AIM OF THE TASK:
Search each line below for "SuccessPayload", then return the lines where it appears.
# # # # # # #
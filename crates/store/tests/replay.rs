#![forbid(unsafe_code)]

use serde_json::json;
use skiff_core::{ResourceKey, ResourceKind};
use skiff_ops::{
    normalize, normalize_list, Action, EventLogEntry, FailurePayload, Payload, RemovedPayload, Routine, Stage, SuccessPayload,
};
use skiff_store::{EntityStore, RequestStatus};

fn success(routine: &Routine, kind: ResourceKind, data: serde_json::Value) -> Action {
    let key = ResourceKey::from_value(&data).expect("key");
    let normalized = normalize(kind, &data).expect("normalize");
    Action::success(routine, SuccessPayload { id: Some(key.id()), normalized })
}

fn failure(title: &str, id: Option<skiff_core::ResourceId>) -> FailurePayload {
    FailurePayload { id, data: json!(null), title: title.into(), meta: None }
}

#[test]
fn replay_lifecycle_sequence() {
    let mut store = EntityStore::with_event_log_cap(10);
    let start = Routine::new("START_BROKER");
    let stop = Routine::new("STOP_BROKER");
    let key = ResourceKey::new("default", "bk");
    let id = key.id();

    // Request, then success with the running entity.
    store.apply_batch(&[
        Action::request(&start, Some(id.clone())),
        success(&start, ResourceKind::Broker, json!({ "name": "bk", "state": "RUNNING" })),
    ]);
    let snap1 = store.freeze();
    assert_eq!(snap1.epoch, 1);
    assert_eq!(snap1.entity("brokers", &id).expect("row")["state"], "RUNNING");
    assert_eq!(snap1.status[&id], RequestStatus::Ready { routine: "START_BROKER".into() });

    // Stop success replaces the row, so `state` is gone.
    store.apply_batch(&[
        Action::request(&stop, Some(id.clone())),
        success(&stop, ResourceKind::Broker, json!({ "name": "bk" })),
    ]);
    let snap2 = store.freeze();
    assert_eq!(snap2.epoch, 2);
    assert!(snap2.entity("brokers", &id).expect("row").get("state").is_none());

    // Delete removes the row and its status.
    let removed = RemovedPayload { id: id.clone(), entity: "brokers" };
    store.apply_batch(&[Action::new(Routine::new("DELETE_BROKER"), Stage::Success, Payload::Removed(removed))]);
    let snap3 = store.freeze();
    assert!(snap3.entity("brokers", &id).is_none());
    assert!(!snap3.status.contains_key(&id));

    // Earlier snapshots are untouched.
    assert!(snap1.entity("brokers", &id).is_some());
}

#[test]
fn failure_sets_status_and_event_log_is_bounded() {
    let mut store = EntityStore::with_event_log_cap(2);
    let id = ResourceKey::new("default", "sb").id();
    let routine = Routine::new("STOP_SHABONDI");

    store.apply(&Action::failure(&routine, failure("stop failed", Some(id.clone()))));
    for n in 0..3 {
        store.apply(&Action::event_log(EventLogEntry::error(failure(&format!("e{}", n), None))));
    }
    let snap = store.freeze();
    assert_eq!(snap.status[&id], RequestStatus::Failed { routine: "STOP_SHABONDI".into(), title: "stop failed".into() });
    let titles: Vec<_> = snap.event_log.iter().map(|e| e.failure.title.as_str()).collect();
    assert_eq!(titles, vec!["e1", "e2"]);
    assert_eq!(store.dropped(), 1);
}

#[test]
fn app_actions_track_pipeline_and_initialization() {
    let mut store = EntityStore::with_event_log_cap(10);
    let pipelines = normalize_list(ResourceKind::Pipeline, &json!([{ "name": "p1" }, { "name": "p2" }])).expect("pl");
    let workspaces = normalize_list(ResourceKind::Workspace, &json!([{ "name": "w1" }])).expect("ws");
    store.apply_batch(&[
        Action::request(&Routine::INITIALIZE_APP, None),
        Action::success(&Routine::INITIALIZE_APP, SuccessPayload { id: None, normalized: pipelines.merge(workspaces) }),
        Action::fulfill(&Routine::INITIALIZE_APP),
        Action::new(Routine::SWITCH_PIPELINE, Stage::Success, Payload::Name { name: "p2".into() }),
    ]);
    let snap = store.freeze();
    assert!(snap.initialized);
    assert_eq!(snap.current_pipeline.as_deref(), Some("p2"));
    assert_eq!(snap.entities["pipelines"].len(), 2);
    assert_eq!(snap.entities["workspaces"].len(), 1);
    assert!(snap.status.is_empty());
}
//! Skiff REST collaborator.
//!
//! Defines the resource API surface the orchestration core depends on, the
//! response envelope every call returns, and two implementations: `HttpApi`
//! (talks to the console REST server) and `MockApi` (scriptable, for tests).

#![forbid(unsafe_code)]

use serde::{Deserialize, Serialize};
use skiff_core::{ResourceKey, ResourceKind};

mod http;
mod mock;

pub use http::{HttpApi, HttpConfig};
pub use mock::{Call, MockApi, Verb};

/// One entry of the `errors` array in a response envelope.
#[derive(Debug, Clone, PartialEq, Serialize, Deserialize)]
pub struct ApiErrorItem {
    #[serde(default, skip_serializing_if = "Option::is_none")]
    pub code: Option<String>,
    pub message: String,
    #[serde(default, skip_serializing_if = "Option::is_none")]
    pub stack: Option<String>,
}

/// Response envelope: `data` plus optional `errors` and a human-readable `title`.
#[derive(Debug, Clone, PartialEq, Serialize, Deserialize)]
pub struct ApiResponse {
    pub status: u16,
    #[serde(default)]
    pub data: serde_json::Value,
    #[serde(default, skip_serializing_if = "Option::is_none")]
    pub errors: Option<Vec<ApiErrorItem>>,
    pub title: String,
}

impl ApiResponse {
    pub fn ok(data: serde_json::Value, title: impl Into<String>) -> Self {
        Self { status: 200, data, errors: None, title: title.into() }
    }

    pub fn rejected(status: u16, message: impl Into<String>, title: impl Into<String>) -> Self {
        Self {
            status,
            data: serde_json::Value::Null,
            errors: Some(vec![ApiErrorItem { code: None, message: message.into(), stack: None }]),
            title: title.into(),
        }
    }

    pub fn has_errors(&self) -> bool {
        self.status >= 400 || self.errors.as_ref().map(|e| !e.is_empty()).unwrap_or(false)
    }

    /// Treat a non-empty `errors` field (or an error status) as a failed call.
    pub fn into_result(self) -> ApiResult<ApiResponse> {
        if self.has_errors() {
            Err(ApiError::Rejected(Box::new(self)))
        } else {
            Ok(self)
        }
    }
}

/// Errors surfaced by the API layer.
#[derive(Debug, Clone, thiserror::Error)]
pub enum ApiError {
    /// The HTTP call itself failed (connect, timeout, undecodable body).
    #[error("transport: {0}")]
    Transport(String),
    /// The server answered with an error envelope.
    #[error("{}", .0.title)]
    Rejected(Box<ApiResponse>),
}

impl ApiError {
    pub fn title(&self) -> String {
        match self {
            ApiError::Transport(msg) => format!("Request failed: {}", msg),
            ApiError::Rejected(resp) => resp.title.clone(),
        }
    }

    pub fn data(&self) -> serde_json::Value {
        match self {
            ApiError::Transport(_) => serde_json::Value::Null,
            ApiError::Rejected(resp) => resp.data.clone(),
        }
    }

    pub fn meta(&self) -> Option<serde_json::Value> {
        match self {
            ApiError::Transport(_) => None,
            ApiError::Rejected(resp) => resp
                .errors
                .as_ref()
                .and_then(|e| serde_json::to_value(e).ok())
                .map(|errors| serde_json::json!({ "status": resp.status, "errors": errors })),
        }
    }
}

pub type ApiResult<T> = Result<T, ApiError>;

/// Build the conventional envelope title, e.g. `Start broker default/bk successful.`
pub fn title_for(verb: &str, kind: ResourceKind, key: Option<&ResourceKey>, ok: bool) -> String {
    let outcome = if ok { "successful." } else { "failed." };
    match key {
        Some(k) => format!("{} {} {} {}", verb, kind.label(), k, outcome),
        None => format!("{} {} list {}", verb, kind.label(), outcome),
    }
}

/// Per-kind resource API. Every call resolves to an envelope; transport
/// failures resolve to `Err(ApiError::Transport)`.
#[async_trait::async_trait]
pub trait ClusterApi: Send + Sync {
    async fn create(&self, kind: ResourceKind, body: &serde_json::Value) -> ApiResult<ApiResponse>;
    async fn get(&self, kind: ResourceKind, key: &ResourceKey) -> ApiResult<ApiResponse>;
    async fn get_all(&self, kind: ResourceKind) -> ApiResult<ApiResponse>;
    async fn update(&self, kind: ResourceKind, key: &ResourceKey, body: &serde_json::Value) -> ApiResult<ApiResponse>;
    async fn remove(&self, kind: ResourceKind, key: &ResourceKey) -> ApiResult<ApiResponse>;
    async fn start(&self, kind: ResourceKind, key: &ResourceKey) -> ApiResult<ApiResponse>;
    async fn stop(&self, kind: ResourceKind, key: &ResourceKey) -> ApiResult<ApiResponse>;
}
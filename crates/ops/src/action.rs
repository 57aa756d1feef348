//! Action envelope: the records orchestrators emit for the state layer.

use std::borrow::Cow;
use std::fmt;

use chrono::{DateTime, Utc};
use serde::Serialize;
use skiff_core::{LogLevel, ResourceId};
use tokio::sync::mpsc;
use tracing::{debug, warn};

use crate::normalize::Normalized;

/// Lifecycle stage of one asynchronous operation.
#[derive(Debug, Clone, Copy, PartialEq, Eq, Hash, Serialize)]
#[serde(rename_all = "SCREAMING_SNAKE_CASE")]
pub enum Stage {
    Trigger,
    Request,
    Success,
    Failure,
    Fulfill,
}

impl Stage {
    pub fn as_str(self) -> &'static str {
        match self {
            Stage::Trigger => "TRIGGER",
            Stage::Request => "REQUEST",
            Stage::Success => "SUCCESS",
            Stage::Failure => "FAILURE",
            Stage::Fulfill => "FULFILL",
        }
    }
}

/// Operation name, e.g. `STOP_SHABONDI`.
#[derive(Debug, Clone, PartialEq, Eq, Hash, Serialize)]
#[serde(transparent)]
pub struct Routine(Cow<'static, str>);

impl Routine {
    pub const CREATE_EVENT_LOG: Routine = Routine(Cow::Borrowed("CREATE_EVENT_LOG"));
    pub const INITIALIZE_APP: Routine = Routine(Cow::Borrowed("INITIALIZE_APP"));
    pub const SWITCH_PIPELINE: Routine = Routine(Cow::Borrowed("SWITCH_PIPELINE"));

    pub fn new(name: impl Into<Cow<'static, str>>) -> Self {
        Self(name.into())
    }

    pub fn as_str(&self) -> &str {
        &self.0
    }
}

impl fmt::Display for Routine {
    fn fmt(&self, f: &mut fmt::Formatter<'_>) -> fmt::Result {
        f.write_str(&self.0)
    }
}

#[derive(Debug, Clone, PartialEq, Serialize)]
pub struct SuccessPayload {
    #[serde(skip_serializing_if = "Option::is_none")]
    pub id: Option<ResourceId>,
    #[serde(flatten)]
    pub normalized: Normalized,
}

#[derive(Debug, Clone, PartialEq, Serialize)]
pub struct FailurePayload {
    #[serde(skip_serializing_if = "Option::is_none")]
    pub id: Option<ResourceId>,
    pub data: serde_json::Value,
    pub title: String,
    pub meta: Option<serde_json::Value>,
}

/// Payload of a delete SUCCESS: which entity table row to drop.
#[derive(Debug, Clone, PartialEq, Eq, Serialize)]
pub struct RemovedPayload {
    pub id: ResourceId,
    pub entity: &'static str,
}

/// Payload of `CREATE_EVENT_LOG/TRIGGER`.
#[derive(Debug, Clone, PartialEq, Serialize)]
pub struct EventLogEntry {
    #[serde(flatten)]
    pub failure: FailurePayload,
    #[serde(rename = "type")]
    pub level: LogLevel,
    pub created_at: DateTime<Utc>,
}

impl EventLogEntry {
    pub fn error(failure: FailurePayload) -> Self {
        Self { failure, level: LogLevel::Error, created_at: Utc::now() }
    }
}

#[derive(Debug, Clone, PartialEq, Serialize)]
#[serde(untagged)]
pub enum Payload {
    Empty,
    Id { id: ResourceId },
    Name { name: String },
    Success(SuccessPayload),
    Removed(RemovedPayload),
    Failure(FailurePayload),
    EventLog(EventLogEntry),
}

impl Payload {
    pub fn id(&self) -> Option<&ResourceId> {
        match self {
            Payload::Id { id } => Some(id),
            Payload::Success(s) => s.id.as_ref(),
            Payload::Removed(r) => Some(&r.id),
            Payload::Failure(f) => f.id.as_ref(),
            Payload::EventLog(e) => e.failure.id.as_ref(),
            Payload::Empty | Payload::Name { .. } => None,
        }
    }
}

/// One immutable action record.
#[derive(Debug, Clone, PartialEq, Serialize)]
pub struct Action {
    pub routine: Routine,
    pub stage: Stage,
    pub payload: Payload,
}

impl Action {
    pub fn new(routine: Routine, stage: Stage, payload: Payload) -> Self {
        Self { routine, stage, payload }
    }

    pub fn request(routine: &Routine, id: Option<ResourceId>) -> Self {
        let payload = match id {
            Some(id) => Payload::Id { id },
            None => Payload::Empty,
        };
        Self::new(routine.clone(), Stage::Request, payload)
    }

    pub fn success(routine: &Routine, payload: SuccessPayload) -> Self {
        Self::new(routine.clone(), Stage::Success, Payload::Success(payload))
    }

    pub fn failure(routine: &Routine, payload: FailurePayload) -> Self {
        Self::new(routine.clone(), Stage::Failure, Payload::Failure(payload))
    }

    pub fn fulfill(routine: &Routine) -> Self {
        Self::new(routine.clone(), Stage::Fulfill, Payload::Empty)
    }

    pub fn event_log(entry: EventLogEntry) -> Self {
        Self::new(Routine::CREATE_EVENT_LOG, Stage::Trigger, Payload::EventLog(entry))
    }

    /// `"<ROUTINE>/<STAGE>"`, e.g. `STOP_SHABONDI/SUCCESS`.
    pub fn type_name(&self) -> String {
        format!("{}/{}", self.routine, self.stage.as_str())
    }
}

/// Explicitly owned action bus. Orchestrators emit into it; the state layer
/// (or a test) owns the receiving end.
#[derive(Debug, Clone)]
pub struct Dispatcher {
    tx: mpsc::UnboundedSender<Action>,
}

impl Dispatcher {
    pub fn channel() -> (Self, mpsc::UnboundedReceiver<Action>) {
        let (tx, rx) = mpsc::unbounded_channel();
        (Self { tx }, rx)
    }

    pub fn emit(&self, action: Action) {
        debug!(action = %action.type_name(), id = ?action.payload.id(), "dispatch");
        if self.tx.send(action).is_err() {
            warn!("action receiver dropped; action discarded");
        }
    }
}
# # # # # # #
RESPONSE TO THIS TASK:
    normalize, normalize_list, Action, EventLogEntry, FailurePayload, Payload, RemovedPayload, Routine, Stage, SuccessPayload,
    Action::success(routine, SuccessPayload { id: Some(key.id()), normalized })
        Action::success(&Routine::INITIALIZE_APP, SuccessPayload { id: None, normalized: pipelines.merge(workspaces) }),
pub struct SuccessPayload {
    Success(SuccessPayload),
    pub fn success(routine: &Routine, payload: SuccessPayload) -> Self {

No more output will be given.